We stayed at Grand Pasundan. On the last day, we don’t want to missed the factory outlet + buy some snack from Kartika Sari and Amanda.

Medan
Our company own a tank terminal at Belawan Port. I came with Roy and Reza Rajasa. This was the first time for all of us to Medan. First night, we stayed at Novotel Medan, then moved to Grand Angkasa (the only 5 star hotel in Medan).

Medan has a great food, unfortunately we here during Ramadhan. Due to Moslem people is fasting, not many restaurant open as usual. For example, Uda Sayang, a famous Padang restaurant is closed for the whole month. But, whichever restaurant is, the seafood is great. We also have chance to taste the Batak grill, the famous lapo (pork cooked with pig blood). We also order pulos pulos, papaya flower cooked with spices. Taste real good, TOP, yummy. Also the famous porridge buffet at Grand Angkasa Hotel, which only served at night, from 9 PM to 00 AM. Not bad, but not as delicious as we expected, just a little bit disappointed.

Durian Medan also one of the famous. Is Eddy (head of branch) who treat us here. After eating durian, he took us to Merdeka Walk. Nothing special there, the food not so good also, that’s what Eddy told us. So, we didn’t eat here, just take a look.

Special gift from Medan: Bika Ambon and Bolu Meranti. Only one store selling Bolu Meranti, but Bika Ambon, there’s plenty of store. Eddy took us to a street which full with Bika Ambon seller along the way. The famous one is ATI and Rika. In my opinion, Rika taste better.

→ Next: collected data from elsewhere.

//! Source parser factory
//!
//! Picks the parser variant for an origin once, at configuration time, by
//! looking at its document URL. Origins no variant recognizes get no parser.

use std::sync::Arc;

use tracing::{debug, warn};

use crate::models::SourceEntry;

use super::jobright::JobrightSource;
use super::simplify::SimplifySource;
use super::traits::JobSource;

/// Known origin variants.
#[derive(Debug, Clone, Copy, PartialEq, Eq)]
pub enum SourceKind {
    Jobright,
    Simplify,
}

impl SourceKind {
    /// Case-insensitive match of the URL against known origin keywords.
    pub fn detect(url: &str) -> Option<Self> {
        let lowered = url.to_lowercase();
        if lowered.contains("jobright") {
            Some(SourceKind::Jobright)
        } else if lowered.contains("simplify") {
            Some(SourceKind::Simplify)
        } else {
            None
        }
    }
}

pub struct SourceHandlerFactory;

impl SourceHandlerFactory {
    /// Create the parser for one origin, or `None` when the origin is unknown.
    pub fn create(entry: &SourceEntry) -> Option<Arc<dyn JobSource>> {
        match SourceKind::detect(&entry.url) {
            Some(SourceKind::Jobright) => {
                debug!("Using jobright parser for '{}'", entry.name);
                Some(Arc::new(JobrightSource::new(&entry.url)))
            }
            Some(SourceKind::Simplify) => {
                debug!("Using simplify parser for '{}'", entry.name);
                Some(Arc::new(SimplifySource::new(&entry.url)))
            }
            None => {
                warn!(
                    "No parser recognizes origin '{}' ({}), skipping",
                    entry.name, entry.url
                );
                None
            }
        }
    }

    /// Create parsers for every recognized origin, keeping configuration order.
    pub fn create_all(entries: &[SourceEntry]) -> Vec<Arc<dyn JobSource>> {
        entries.iter().filter_map(Self::create).collect()
    }
}

#[cfg(test)]
mod tests {
    use super::*;

    fn entry(name: &str, url: &str) -> SourceEntry {
        SourceEntry {
            name: name.to_string(),
            url: url.to_string(),
        }
    }

    #[test]
    fn test_detect_is_case_insensitive() {
        assert_eq!(
            SourceKind::detect("https://raw.githubusercontent.com/JobRight-AI/2026-Software-Engineer-New-Grad/master/README.md"),
            Some(SourceKind::Jobright)
        );
        assert_eq!(
            SourceKind::detect("https://raw.githubusercontent.com/SimplifyJobs/Summer2026-Internships/dev/README.md"),
            Some(SourceKind::Simplify)
        );
        assert_eq!(SourceKind::detect("https://example.com/jobs.md"), None);
    }

    #[test]
    fn test_create_all_skips_unknown_origins() {
        let parsers = SourceHandlerFactory::create_all(&[
            entry("jobright-swe", "https://raw.githubusercontent.com/jobright-ai/x/master/README.md"),
            entry("mystery", "https://example.com/README.md"),
            entry("simplify-interns", "https://raw.githubusercontent.com/SimplifyJobs/y/dev/README.md"),
        ]);

        let names: Vec<_> = parsers.iter().map(|p| p.source_name().to_string()).collect();
        assert_eq!(names, vec!["jobright", "simplify"]);
    }
}
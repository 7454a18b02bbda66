use axum::{extract::State, http::StatusCode, response::Json};
use serde::Serialize;
use serde_json::json;
use tokio::sync::mpsc::error::TrySendError;
use tracing::{error, info, warn};

use super::AppState;
use crate::ingestor::ScrapeState;
use crate::models::{JobCounts, ProcessingTrigger};

#[derive(Debug, Serialize)]
pub struct StatusResponse {
    pub version: &'static str,
    pub scrape: ScrapeState,
    pub jobs: JobCounts,
}

#[derive(Debug, Serialize)]
pub struct TriggerResponse {
    pub accepted: bool,
    pub message: String,
}

pub async fn health_check() -> Json<serde_json::Value> {
    Json(json!({ "status": "ok" }))
}

pub async fn get_status(
    State(state): State<AppState>,
) -> Result<Json<StatusResponse>, StatusCode> {
    let jobs = match state.database.job_counts().await {
        Ok(counts) => counts,
        Err(e) => {
            error!("Failed to count stored jobs: {}", e);
            return Err(StatusCode::INTERNAL_SERVER_ERROR);
        }
    };

    Ok(Json(StatusResponse {
        version: env!("CARGO_PKG_VERSION"),
        scrape: state.state_manager.snapshot().await,
        jobs,
    }))
}

/// Queue a manual scrape. Requests made while one is already queued are
/// folded into it.
pub async fn trigger_scrape(
    State(state): State<AppState>,
) -> (StatusCode, Json<TriggerResponse>) {
    let running = state.state_manager.is_running().await;

    match state.trigger_tx.try_send(ProcessingTrigger::Manual) {
        Ok(()) | Err(TrySendError::Full(_)) => {
            info!("Manual scrape requested");
            let message = if running {
                "A scrape is running; another will follow it".to_string()
            } else {
                "Scrape queued".to_string()
            };
            (
                StatusCode::ACCEPTED,
                Json(TriggerResponse {
                    accepted: true,
                    message,
                }),
            )
        }
        Err(TrySendError::Closed(_)) => {
            warn!("Manual scrape requested but the scheduler is not running");
            (
                StatusCode::SERVICE_UNAVAILABLE,
                Json(TriggerResponse {
                    accepted: false,
                    message: "Scheduler is not running".to_string(),
                }),
            )
        }
    }
}
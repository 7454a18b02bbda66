use chrono::{DateTime, Utc};
use serde::Serialize;
use std::sync::Arc;
use tokio::sync::RwLock;

use crate::models::{CycleSummary, ProcessingTrigger};

/// Snapshot of the scrape loop, served by the status endpoint.
#[derive(Debug, Clone, Default, Serialize)]
pub struct ScrapeState {
    pub running: bool,
    pub current_trigger: Option<ProcessingTrigger>,
    pub current_started_at: Option<DateTime<Utc>>,
    pub last_checked_at: Option<DateTime<Utc>>,
    pub last_summary: Option<CycleSummary>,
    pub last_error: Option<String>,
    pub cycles_completed: u64,
    pub cycles_failed: u64,
}

#[derive(Clone, Default)]
pub struct ScrapeStateManager {
    state: Arc<RwLock<ScrapeState>>,
}

impl ScrapeStateManager {
    pub fn new() -> Self {
        Self::default()
    }

    /// Seed the last-checked time persisted by a previous run.
    pub async fn restore_last_checked(&self, last_checked_at: Option<DateTime<Utc>>) {
        let mut state = self.state.write().await;
        if state.last_checked_at.is_none() {
            state.last_checked_at = last_checked_at;
        }
    }

    pub async fn start_cycle(&self, trigger: ProcessingTrigger) {
        let mut state = self.state.write().await;
        state.running = true;
        state.current_trigger = Some(trigger);
        state.current_started_at = Some(Utc::now());
    }

    pub async fn mark_checked(&self, at: DateTime<Utc>) {
        self.state.write().await.last_checked_at = Some(at);
    }

    pub async fn complete_cycle(&self, summary: CycleSummary) {
        let mut state = self.state.write().await;
        state.running = false;
        state.current_trigger = None;
        state.current_started_at = None;
        state.last_summary = Some(summary);
        state.last_error = None;
        state.cycles_completed += 1;
    }

    pub async fn fail_cycle(&self, error: String) {
        let mut state = self.state.write().await;
        state.running = false;
        state.current_trigger = None;
        state.current_started_at = None;
        state.last_error = Some(error);
        state.cycles_failed += 1;
    }

    pub async fn is_running(&self) -> bool {
        self.state.read().await.running
    }

    pub async fn snapshot(&self) -> ScrapeState {
        self.state.read().await.clone()
    }
}

#[cfg(test)]
mod tests {
    use super::*;

    fn summary(trigger: ProcessingTrigger) -> CycleSummary {
        let now = Utc::now();
        CycleSummary {
            trigger,
            found: 3,
            new_candidates: 2,
            classified: 1,
            stored: 2,
            announced: 2,
            started_at: now,
            finished_at: now,
        }
    }

    #[tokio::test]
    async fn test_cycle_lifecycle() {
        let manager = ScrapeStateManager::new();
        manager.start_cycle(ProcessingTrigger::Manual).await;
        assert!(manager.is_running().await);
        assert_eq!(
            manager.snapshot().await.current_trigger,
            Some(ProcessingTrigger::Manual)
        );

        manager.fail_cycle("database unavailable".to_string()).await;
        manager.start_cycle(ProcessingTrigger::Scheduler).await;
        manager.complete_cycle(summary(ProcessingTrigger::Scheduler)).await;

        let state = manager.snapshot().await;
        assert!(!state.running);
        assert_eq!(state.cycles_completed, 1);
        assert_eq!(state.cycles_failed, 1);
        assert!(state.last_error.is_none());
        assert_eq!(state.last_summary.map(|s| s.stored), Some(2));
    }

    #[tokio::test]
    async fn test_restore_does_not_override_fresh_value() {
        let manager = ScrapeStateManager::new();
        let fresh = Utc::now();
        manager.mark_checked(fresh).await;
        manager
            .restore_last_checked(Some(fresh - chrono::Duration::hours(2)))
            .await;
        assert_eq!(manager.snapshot().await.last_checked_at, Some(fresh));
    }
}
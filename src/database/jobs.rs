//! Dedup store operations on the `jobs` table
//!
//! `unique_id` carries a UNIQUE constraint and rows are written with
//! `INSERT OR IGNORE`, so the first scrape to see an opening decides its
//! stored fields and later sightings are no-ops. `announced` only ever moves
//! from false to true.

use chrono::Utc;
use sqlx::sqlite::SqliteRow;
use sqlx::{QueryBuilder, Row, Sqlite};
use std::collections::HashSet;
use tracing::{debug, info};

use super::Database;
use crate::errors::{AppResult, RepositoryError};
use crate::models::{Job, JobCounts, StoredJob};
use crate::utils::DateTimeParser;

// Keeps every statement well under SQLite's bound-parameter limit.
const MAX_BINDS_PER_QUERY: usize = 500;

const JOB_COLUMNS: &str = "id, unique_id, company, title, location, apply_link, date_posted, \
     source, category, first_seen_at, announced, announced_at";

fn row_to_stored_job(row: &SqliteRow) -> AppResult<StoredJob> {
    let first_seen_at: String = row.get("first_seen_at");
    let announced_at: Option<String> = row.get("announced_at");

    Ok(StoredJob {
        id: row.get("id"),
        unique_id: row.get("unique_id"),
        company: row.get("company"),
        title: row.get("title"),
        location: row.get("location"),
        apply_link: row.get("apply_link"),
        date_posted: row.get("date_posted"),
        source: row.get("source"),
        category: row.get("category"),
        first_seen_at: DateTimeParser::parse_flexible(&first_seen_at)
            .map_err(|e| RepositoryError::decode_failed("first_seen_at", e.to_string()))?,
        announced: row.get("announced"),
        announced_at: announced_at
            .map(|s| DateTimeParser::parse_flexible(&s))
            .transpose()
            .map_err(|e| RepositoryError::decode_failed("announced_at", e.to_string()))?,
    })
}

impl Database {
    /// Insert every candidate not already stored; returns rows actually inserted.
    ///
    /// Candidates without a company or title are skipped. Safe to call with
    /// overlapping or repeated input.
    pub async fn store_jobs(&self, jobs: &[Job]) -> AppResult<u64> {
        if jobs.is_empty() {
            return Ok(0);
        }

        let first_seen_at = DateTimeParser::format_for_storage(&Utc::now());
        let mut transaction = self.pool.begin().await?;
        let mut inserted = 0u64;

        for job in jobs {
            if !job.is_storable() {
                debug!(
                    "Skipping job without company or title from '{}': {:?}",
                    job.source,
                    job.unique_id()
                );
                continue;
            }

            let result = sqlx::query(
                "INSERT OR IGNORE INTO jobs
                 (unique_id, company, title, location, apply_link, date_posted, source, category, first_seen_at)
                 VALUES (?, ?, ?, ?, ?, ?, ?, ?, ?)",
            )
            .bind(job.unique_id())
            .bind(&job.company)
            .bind(&job.title)
            .bind(&job.location)
            .bind(&job.apply_link)
            .bind(&job.date_posted)
            .bind(&job.source)
            .bind(&job.category)
            .bind(&first_seen_at)
            .execute(&mut *transaction)
            .await?;

            inserted += result.rows_affected();
        }

        transaction.commit().await?;
        info!("Stored {} new jobs out of {} candidates", inserted, jobs.len());
        Ok(inserted)
    }

    /// Up to `limit` unannounced rows, oldest discovery first.
    pub async fn get_unannounced(&self, limit: i64) -> AppResult<Vec<StoredJob>> {
        if limit <= 0 {
            return Ok(Vec::new());
        }

        let query = format!(
            "SELECT {JOB_COLUMNS} FROM jobs
             WHERE announced = 0
             ORDER BY first_seen_at ASC, id ASC
             LIMIT ?"
        );
        let rows = sqlx::query(&query)
            .bind(limit)
            .fetch_all(&self.pool)
            .await?;

        rows.iter().map(row_to_stored_job).collect()
    }

    /// Flag rows as announced. Rows already announced keep their original
    /// `announced_at`. Returns the number of rows that changed.
    pub async fn mark_announced(&self, ids: &[i64]) -> AppResult<u64> {
        if ids.is_empty() {
            return Ok(0);
        }

        let announced_at = DateTimeParser::format_for_storage(&Utc::now());
        let mut updated = 0u64;

        for chunk in ids.chunks(MAX_BINDS_PER_QUERY) {
            let mut builder: QueryBuilder<Sqlite> =
                QueryBuilder::new("UPDATE jobs SET announced = 1, announced_at = ");
            builder.push_bind(&announced_at);
            builder.push(" WHERE announced = 0 AND id IN (");
            let mut separated = builder.separated(", ");
            for id in chunk {
                separated.push_bind(*id);
            }
            separated.push_unseparated(")");

            updated += builder.build().execute(&self.pool).await?.rows_affected();
        }

        debug!("Marked {} jobs as announced", updated);
        Ok(updated)
    }

    /// Which of the given unique ids are already stored.
    pub async fn known_unique_ids(&self, unique_ids: &[String]) -> AppResult<HashSet<String>> {
        let mut known = HashSet::new();

        for chunk in unique_ids.chunks(MAX_BINDS_PER_QUERY) {
            let mut builder: QueryBuilder<Sqlite> =
                QueryBuilder::new("SELECT unique_id FROM jobs WHERE unique_id IN (");
            let mut separated = builder.separated(", ");
            for unique_id in chunk {
                separated.push_bind(unique_id);
            }
            separated.push_unseparated(")");

            let rows = builder.build().fetch_all(&self.pool).await?;
            known.extend(rows.iter().map(|row| row.get::<String, _>("unique_id")));
        }

        Ok(known)
    }

    pub async fn get_job_by_unique_id(&self, unique_id: &str) -> AppResult<Option<StoredJob>> {
        let query = format!("SELECT {JOB_COLUMNS} FROM jobs WHERE unique_id = ?");
        let row = sqlx::query(&query)
            .bind(unique_id)
            .fetch_optional(&self.pool)
            .await?;

        row.as_ref().map(row_to_stored_job).transpose()
    }

    pub async fn job_counts(&self) -> AppResult<JobCounts> {
        let row = sqlx::query(
            "SELECT COUNT(*) AS total,
                    COALESCE(SUM(CASE WHEN announced = 0 THEN 1 ELSE 0 END), 0) AS unannounced
             FROM jobs",
        )
        .fetch_one(&self.pool)
        .await?;

        Ok(JobCounts {
            total: row.get("total"),
            unannounced: row.get("unannounced"),
        })
    }
}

Medan has been my next honeymoons destination. March 2008 ticket already in hand. People told me that Danau Toba is great. We can’t wait.

Guigang, Guangxi, China
I want to write this story separately. It has it own excitement :)

Conclusion
I enjoy my job very much. Among my friends who has the same level in KPMG, I could be the one who get the tiniest paid. But my life now is balance between work and enjoying life, which I never experienced before. I enjoy my life, I’m living it now, not later when I have ‘enough’ money, which probably would never will. I mean, how much is ‘enough’ when we talking about money. I work for my family, not for the money. For me, investment not just money or property, or any other assets. A happy and balance life for family also an important investment.